Deputy chair of BMA council Emma Runswick said: ‘This is a defining moment for the medical profession which stands united behind today’s junior doctors in calling for pay restoration and fair working conditions.
‘Doctors will stop at nothing to protect their patients. Years of pay erosion has left the NHS dangerously understaffed, putting the safety of our patients at risk, and yet still this Government refuses to listen. Morale is sinking and without restoring pay the Government risks driving this country’s junior doctors from the NHS to better paid jobs at home or abroad.

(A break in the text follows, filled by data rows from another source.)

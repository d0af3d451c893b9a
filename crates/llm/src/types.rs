//! LLM Types
//!
//! Core types for generative-model provider interactions.

use serde::{Deserialize, Serialize};
use std::collections::BTreeMap;

/// Default Gemini model
pub const DEFAULT_MODEL: &str = "gemini-2.5-flash";

/// Configuration for an LLM provider
#[derive(Debug, Clone, Serialize, Deserialize)]
pub struct ProviderConfig {
    /// API key. A missing key is only reported when a request is made.
    #[serde(skip_serializing_if = "Option::is_none")]
    pub api_key: Option<String>,
    /// Base URL override (optional)
    #[serde(skip_serializing_if = "Option::is_none")]
    pub base_url: Option<String>,
    /// Model name to use
    pub model: String,
    /// Maximum tokens to generate (provider default when unset)
    #[serde(skip_serializing_if = "Option::is_none")]
    pub max_output_tokens: Option<u32>,
    /// Default sampling temperature (0.0 - 2.0)
    #[serde(default = "default_temperature")]
    pub temperature: f32,
}

fn default_temperature() -> f32 {
    0.2
}

impl Default for ProviderConfig {
    fn default() -> Self {
        Self {
            api_key: None,
            base_url: None,
            model: DEFAULT_MODEL.to_string(),
            max_output_tokens: None,
            temperature: default_temperature(),
        }
    }
}

/// Role of a content turn
#[derive(Debug, Clone, Copy, PartialEq, Eq, Serialize, Deserialize)]
#[serde(rename_all = "lowercase")]
pub enum ContentRole {
    User,
    Model,
}

/// A single piece of a content turn
#[derive(Debug, Clone, PartialEq, Serialize, Deserialize)]
#[serde(tag = "type", rename_all = "snake_case")]
pub enum Part {
    /// Plain text
    Text { text: String },
    /// Binary payload, already base64 encoded
    InlineData { mime_type: String, data: String },
}

impl Part {
    pub fn text(text: impl Into<String>) -> Self {
        Part::Text { text: text.into() }
    }

    pub fn inline_data(mime_type: impl Into<String>, data: impl Into<String>) -> Self {
        Part::InlineData {
            mime_type: mime_type.into(),
            data: data.into(),
        }
    }
}

/// One turn of the conversation sent to the model
#[derive(Debug, Clone, PartialEq, Serialize, Deserialize)]
pub struct Content {
    pub role: ContentRole,
    pub parts: Vec<Part>,
}

impl Content {
    /// Create a user turn holding a single text part
    pub fn user_text(text: impl Into<String>) -> Self {
        Self {
            role: ContentRole::User,
            parts: vec![Part::text(text)],
        }
    }

    /// Create a user turn from arbitrary parts
    pub fn user_parts(parts: Vec<Part>) -> Self {
        Self {
            role: ContentRole::User,
            parts,
        }
    }
}

/// Primitive kinds understood by the response-schema dialect
#[derive(Debug, Clone, Copy, PartialEq, Eq, Serialize, Deserialize)]
#[serde(rename_all = "UPPERCASE")]
pub enum SchemaType {
    String,
    Number,
    Integer,
    Boolean,
    Object,
    Array,
}

/// Schema constraining a JSON-mode response
#[derive(Debug, Clone, PartialEq, Serialize, Deserialize)]
pub struct ResponseSchema {
    #[serde(rename = "type")]
    pub schema_type: SchemaType,
    #[serde(skip_serializing_if = "Option::is_none")]
    pub description: Option<String>,
    #[serde(skip_serializing_if = "Option::is_none")]
    pub properties: Option<BTreeMap<String, ResponseSchema>>,
    #[serde(skip_serializing_if = "Option::is_none")]
    pub required: Option<Vec<String>>,
    #[serde(skip_serializing_if = "Option::is_none")]
    pub items: Option<Box<ResponseSchema>>,
    #[serde(rename = "enum", skip_serializing_if = "Option::is_none")]
    pub enum_values: Option<Vec<String>>,
}

impl ResponseSchema {
    fn primitive(schema_type: SchemaType, description: Option<&str>) -> Self {
        Self {
            schema_type,
            description: description.map(|s| s.to_string()),
            properties: None,
            required: None,
            items: None,
            enum_values: None,
        }
    }

    /// Create a string schema
    pub fn string(description: Option<&str>) -> Self {
        Self::primitive(SchemaType::String, description)
    }

    /// Create a number schema
    pub fn number(description: Option<&str>) -> Self {
        Self::primitive(SchemaType::Number, description)
    }

    /// Create an integer schema
    pub fn integer(description: Option<&str>) -> Self {
        Self::primitive(SchemaType::Integer, description)
    }

    /// Create a string schema restricted to a fixed set of values
    pub fn string_enum(description: Option<&str>, values: &[&str]) -> Self {
        Self {
            enum_values: Some(values.iter().map(|v| v.to_string()).collect()),
            ..Self::string(description)
        }
    }

    /// Create an object schema; every listed property is required
    pub fn object(description: Option<&str>, properties: Vec<(&str, ResponseSchema)>) -> Self {
        let required = properties.iter().map(|(name, _)| name.to_string()).collect();
        let properties = properties
            .into_iter()
            .map(|(name, schema)| (name.to_string(), schema))
            .collect();
        Self {
            properties: Some(properties),
            required: Some(required),
            ..Self::primitive(SchemaType::Object, description)
        }
    }

    /// Create an array schema
    pub fn array(description: Option<&str>, items: ResponseSchema) -> Self {
        Self {
            items: Some(Box::new(items)),
            ..Self::primitive(SchemaType::Array, description)
        }
    }

    /// Mark a property as optional (drop it from `required`)
    pub fn optional(mut self, property: &str) -> Self {
        if let Some(required) = self.required.as_mut() {
            required.retain(|name| name != property);
        }
        self
    }
}

/// A single generation request
#[derive(Debug, Clone, Default, PartialEq, Serialize, Deserialize)]
pub struct GenerationRequest {
    /// Conversation turns (usually a single user turn)
    pub contents: Vec<Content>,
    /// Optional system instruction
    #[serde(skip_serializing_if = "Option::is_none")]
    pub system_instruction: Option<String>,
    /// When set, the response is JSON constrained to this schema
    #[serde(skip_serializing_if = "Option::is_none")]
    pub response_schema: Option<ResponseSchema>,
    /// Enable search grounding; citations are returned on the response
    #[serde(default)]
    pub grounding: bool,
    /// Temperature override for this request
    #[serde(skip_serializing_if = "Option::is_none")]
    pub temperature: Option<f32>,
}

impl GenerationRequest {
    /// Create a request from a single user prompt
    pub fn text(prompt: impl Into<String>) -> Self {
        Self {
            contents: vec![Content::user_text(prompt)],
            ..Default::default()
        }
    }

    /// Create a request from a single multi-part user turn
    pub fn parts(parts: Vec<Part>) -> Self {
        Self {
            contents: vec![Content::user_parts(parts)],
            ..Default::default()
        }
    }

    pub fn with_system(mut self, instruction: impl Into<String>) -> Self {
        self.system_instruction = Some(instruction.into());
        self
    }

    pub fn with_schema(mut self, schema: ResponseSchema) -> Self {
        self.response_schema = Some(schema);
        self
    }

    pub fn with_grounding(mut self) -> Self {
        self.grounding = true;
        self
    }

    pub fn with_temperature(mut self, temperature: f32) -> Self {
        self.temperature = Some(temperature);
        self
    }

    /// Total characters of text across all parts (for logging)
    pub fn text_len(&self) -> usize {
        self.contents
            .iter()
            .flat_map(|c| c.parts.iter())
            .map(|p| match p {
                Part::Text { text } => text.len(),
                Part::InlineData { .. } => 0,
            })
            .sum()
    }
}

/// A web source the model grounded its answer on
#[derive(Debug, Clone, PartialEq, Eq, Serialize, Deserialize)]
pub struct GroundingCitation {
    pub uri: String,
    #[serde(skip_serializing_if = "Option::is_none")]
    pub title: Option<String>,
}

/// Token usage statistics
#[derive(Debug, Clone, Default, Serialize, Deserialize)]
pub struct UsageStats {
    /// Number of input/prompt tokens
    pub input_tokens: u32,
    /// Number of output/candidate tokens
    pub output_tokens: u32,
}

impl UsageStats {
    /// Total tokens used
    pub fn total_tokens(&self) -> u32 {
        self.input_tokens + self.output_tokens
    }
}

/// Why the model stopped generating
#[derive(Debug, Clone, PartialEq, Eq, Serialize, Deserialize)]
#[serde(rename_all = "snake_case")]
pub enum FinishReason {
    /// Natural end of response
    Stop,
    /// Hit max tokens limit
    MaxTokens,
    /// Blocked by safety filters
    Safety,
    /// Blocked for reciting training data
    Recitation,
    /// Other/unknown reason
    Other(String),
}

impl From<&str> for FinishReason {
    fn from(s: &str) -> Self {
        match s.to_uppercase().as_str() {
            "STOP" | "FINISH_REASON_STOP" => FinishReason::Stop,
            "MAX_TOKENS" => FinishReason::MaxTokens,
            "SAFETY" | "BLOCKLIST" | "PROHIBITED_CONTENT" => FinishReason::Safety,
            "RECITATION" => FinishReason::Recitation,
            other => FinishReason::Other(other.to_string()),
        }
    }
}

/// Response from an LLM provider
#[derive(Debug, Clone, Serialize, Deserialize)]
pub struct LlmResponse {
    /// Text content of the response (None when the model produced no text)
    #[serde(skip_serializing_if = "Option::is_none")]
    pub content: Option<String>,
    /// Grounding citations in the order the provider returned them
    #[serde(default)]
    pub citations: Vec<GroundingCitation>,
    /// Why the response ended
    pub finish_reason: FinishReason,
    /// Token usage statistics
    pub usage: UsageStats,
    /// The model that generated the response
    pub model: String,
}

impl LlmResponse {
    /// Text content, or the empty string
    pub fn text(&self) -> &str {
        self.content.as_deref().unwrap_or("")
    }

    /// Whether the response carries any non-blank text
    pub fn has_text(&self) -> bool {
        self.content
            .as_deref()
            .map(|t| !t.trim().is_empty())
            .unwrap_or(false)
    }
}

/// Error types for LLM operations
#[derive(Debug, Clone, Serialize, Deserialize)]
#[serde(tag = "type", rename_all = "snake_case")]
pub enum LlmError {
    /// Authentication failed (missing or invalid API key)
    AuthenticationFailed { message: String },
    /// Rate limit exceeded
    RateLimited {
        message: String,
        retry_after: Option<u32>,
    },
    /// Model not found or not available
    ModelNotFound { model: String },
    /// Invalid request (bad parameters)
    InvalidRequest { message: String },
    /// Server error from the provider
    ServerError {
        message: String,
        status: Option<u16>,
    },
    /// Network/connection error (including timeouts)
    NetworkError { message: String },
    /// Response envelope could not be decoded
    ParseError { message: String },
    /// Other error
    Other { message: String },
}

impl std::fmt::Display for LlmError {
    fn fmt(&self, f: &mut std::fmt::Formatter<'_>) -> std::fmt::Result {
        match self {
            LlmError::AuthenticationFailed { message } => {
                write!(f, "Authentication failed: {}", message)
            }
            LlmError::RateLimited { message, .. } => {
                write!(f, "Rate limited: {}", message)
            }
            LlmError::ModelNotFound { model } => {
                write!(f, "Model not found: {}", model)
            }
            LlmError::InvalidRequest { message } => {
                write!(f, "Invalid request: {}", message)
            }
            LlmError::ServerError { message, status } => {
                if let Some(s) = status {
                    write!(f, "Server error ({}): {}", s, message)
                } else {
                    write!(f, "Server error: {}", message)
                }
            }
            LlmError::NetworkError { message } => {
                write!(f, "Network error: {}", message)
            }
            LlmError::ParseError { message } => {
                write!(f, "Parse error: {}", message)
            }
            LlmError::Other { message } => write!(f, "{}", message),
        }
    }
}

impl std::error::Error for LlmError {}

/// Result type for LLM operations
pub type LlmResult<T> = Result<T, LlmError>;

‘Membership of the BMA is now at the highest level it has ever been, showing that there is a groundswell of support for the aims of pay restoration.
‘We urge the secretary of state to talk with us as a matter of urgency.’

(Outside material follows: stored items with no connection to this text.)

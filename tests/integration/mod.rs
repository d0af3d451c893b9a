//! Integration Tests Module
//!
//! End-to-end tests that drive the command layer against a mock Gemini
//! server: full scans, selection verification, uploads and settings.

// Shared mock server and state setup
mod common;

// Full scan, routing and suggestion acceptance
mod scan_test;

// Selection fact-checking
mod verify_test;

// File upload and transcription
mod upload_test;

// Settings persistence and credential precedence
mod settings_test;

Robert Laurenson and Vivek Trivedi, co-chairs of JDC, added: ‘Today’s junior doctors are not worth any less than they were in 2008-09, let alone 26% less; but that is how much our pay has fallen on the Government’s watch.
‘We are the consultants, staff, associate specialist and specialty doctors and GPs of the future and yet every day that future looks starker as our colleagues leave the NHS for better-paid jobs at home and abroad.
‘Junior doctors put their lives at risk to care for patients during the pandemic and must now take action to protect our patients from greater harm resulting from relentless staff shortages.
‘The Government still has an opportunity to meet with us and negotiate a fair settlement – but if it continues to refuse do so then this Government is failing doctors and patients alike.
‘We urge all our members to vote yes in this ballot for change.’
The ballot opening on 9 January is for junior doctors in England.
Junior doctors in Wales recently rejected a proposed new contract and are planning next steps.
In Scotland, junior doctors have met with the devolved Government to discuss pay. They are calling for full restoration of pay to 2008 levels and are awaiting a formal response from the Scottish Government. Industrial action is still on the table.